Problem >> Produce as output only the lines below starting at the line with "pending migration from" and continuing through the line with "#[instrument(skip(pool))]", each one exactly as written.

Collected data entries
════════════════════
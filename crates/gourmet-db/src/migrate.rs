//! Runtime schema migrations
//!
//! SQL files under `migrations/` are applied in version order by the SQLx
//! migrator. Applied versions are tracked in `_sqlx_migrations`.

use std::path::Path;

use sqlx::migrate::{MigrateError, Migrator};
use sqlx::PgPool;
use tracing::{info, instrument};

/// Migration files in the source tree
///
/// This is an absolute path fixed at build time. Installed binaries that run
/// outside the checkout pass their own directory to `run_migrations_from`.
pub const MIGRATIONS_DIR: &str = concat!(env!("CARGO_MANIFEST_DIR"), "/migrations");

/// Apply every pending migration from `MIGRATIONS_DIR`
pub async fn run_migrations(pool: &PgPool) -> Result<(), MigrateError> {
    run_migrations_from(pool, Path::new(MIGRATIONS_DIR)).await
}

/// Apply every pending migration found in `dir`
#[instrument(skip(pool))]
pub async fn run_migrations_from(pool: &PgPool, dir: &Path) -> Result<(), MigrateError> {
    let migrator = Migrator::new(dir).await?;
    migrator.run(pool).await?;

    info!(count = migrator.iter().count(), "Database migrations applied");
    Ok(())
}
════════════════════
Output of the exercise >>
/// Apply every pending migration from `MIGRATIONS_DIR`
pub async fn run_migrations(pool: &PgPool) -> Result<(), MigrateError> {
    run_migrations_from(pool, Path::new(MIGRATIONS_DIR)).await
}

/// Apply every pending migration found in `dir`
#[instrument(skip(pool))]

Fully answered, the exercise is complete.